If you were using the flash AF assist beam(default setting) and were very close to the magazines, is it possible that the flash's beam was overshooting the area you were focusing on?


----------



## helpful (Mar 26, 2012)

Re: rate button

Have any of you had to take photos and turn in "several good ones for web use" to sports information at halftime of a basketball game? I receive my 5D3 on Wednesday next week, and I am so hoping that the rate button will work by simply pressing it twice to give a default 1-star rating to a photo. If it requires pressing the button and selecting a rating with another knob, then yes, that will be extremely irritating.

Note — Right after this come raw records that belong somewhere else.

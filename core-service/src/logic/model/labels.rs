//! Label Encoder
//!
//! Fixed mapping from class index to class label, established at startup.

use std::fs;
use std::path::Path;

use serde::{Deserialize, Serialize};

use crate::constants::DEFAULT_LABELS;
use super::classifier::ClassifierError;

#[derive(Debug, Clone, PartialEq, Eq, Serialize)]
pub struct LabelEncoder {
    classes: Vec<String>,
}

/// Accepted on-disk shapes: `{"classes": [...]}` or a bare array
#[derive(Deserialize)]
#[serde(untagged)]
enum LabelFile {
    Object { classes: Vec<String> },
    List(Vec<String>),
}

impl LabelEncoder {
    pub fn new(classes: Vec<String>) -> Result<Self, ClassifierError> {
        if classes.is_empty() {
            return Err(ClassifierError::Labels("no classes".to_string()));
        }
        if let Some(blank) = classes.iter().position(|c| c.trim().is_empty()) {
            return Err(ClassifierError::Labels(format!("class {} is blank", blank)));
        }
        for (i, class) in classes.iter().enumerate() {
            if classes[..i].contains(class) {
                return Err(ClassifierError::Labels(format!("duplicate class '{}'", class)));
            }
        }
        Ok(Self { classes })
    }

    pub fn from_json_str(content: &str) -> Result<Self, ClassifierError> {
        let parsed: LabelFile = serde_json::from_str(content)
            .map_err(|e| ClassifierError::Labels(e.to_string()))?;
        let classes = match parsed {
            LabelFile::Object { classes } | LabelFile::List(classes) => classes,
        };
        Self::new(classes)
    }

    pub fn load(path: &Path) -> Result<Self, ClassifierError> {
        let content = fs::read_to_string(path)
            .map_err(|e| ClassifierError::Labels(format!("{}: {}", path.display(), e)))?;
        let encoder = Self::from_json_str(&content)?;
        log::info!("Loaded {} class labels from {}", encoder.len(), path.display());
        Ok(encoder)
    }

    pub fn classes(&self) -> &[String] {
        &self.classes
    }

    pub fn len(&self) -> usize {
        self.classes.len()
    }

    pub fn is_empty(&self) -> bool {
        self.classes.is_empty()
    }

    /// Class index → label
    pub fn inverse_transform(&self, index: usize) -> Result<&str, ClassifierError> {
        self.classes
            .get(index)
            .map(String::as_str)
            .ok_or(ClassifierError::UnknownClass { index, known: self.classes.len() })
    }
}

impl Default for LabelEncoder {
    fn default() -> Self {
        Self {
            classes: DEFAULT_LABELS.iter().map(|s| s.to_string()).collect(),
        }
    }
}
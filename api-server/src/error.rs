//! Error handling

use axum::{
    extract::rejection::JsonRejection,
    response::{IntoResponse, Response},
    http::StatusCode,
    Json,
};
use serde_json::json;

use urldna_core::logic::scan::ScanError;

pub type AppResult<T> = Result<T, AppError>;

#[derive(Debug, thiserror::Error)]
pub enum AppError {
    /// Malformed body, blank URL, empty or oversized batch
    #[error("{0}")]
    BadRequest(String),

    #[error("Classifier error: {0}")]
    ClassifierError(String),
}

impl IntoResponse for AppError {
    fn into_response(self) -> Response {
        let (status, error_message) = match &self {
            AppError::BadRequest(msg) => (StatusCode::BAD_REQUEST, msg.as_str()),
            AppError::ClassifierError(msg) => {
                tracing::error!("Classifier error: {}", msg);
                (StatusCode::INTERNAL_SERVER_ERROR, "Classification failed")
            }
        };

        let body = Json(json!({
            "error": error_message,
            "status": status.as_u16()
        }));

        (status, body).into_response()
    }
}

impl From<ScanError> for AppError {
    fn from(err: ScanError) -> Self {
        match err {
            ScanError::InvalidInput(_) | ScanError::BatchTooLarge { .. } => {
                AppError::BadRequest(err.to_string())
            }
            ScanError::Classifier(inner) => AppError::ClassifierError(inner.to_string()),
        }
    }
}

impl From<JsonRejection> for AppError {
    fn from(rejection: JsonRejection) -> Self {
        AppError::BadRequest(rejection.body_text())
    }
}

Right now my workflow is like this:

* During the first half I have to be chimping after any major play, and if a photo is good or a play is good if I don't have time to chimp, then I take a blank picture of the floor after that sequence of photos containing the good photo.
* 1-3 minutes before half time I have to run to the media room, download all photos, look at them in thumbnail mode, scroll through the ones before the blank floor pictures, and then star the ones I want to turn in.
* Select and export the starred photos.
* Give flash drive to sports information about 15 minutes of wasted time, if I'm lucky.

Assuming that I can just do a quick double "click" of the rate button to assign it a 1-star default rating (the stars aren't important, because I'm not rating them, just indicating that I want to turn them in to SI), then the rate button would be a tremendous boon to me. I could lesiurely go to the media room, download photos, export the starred photos, and walk back with flash drive in hand in under 5 minutes.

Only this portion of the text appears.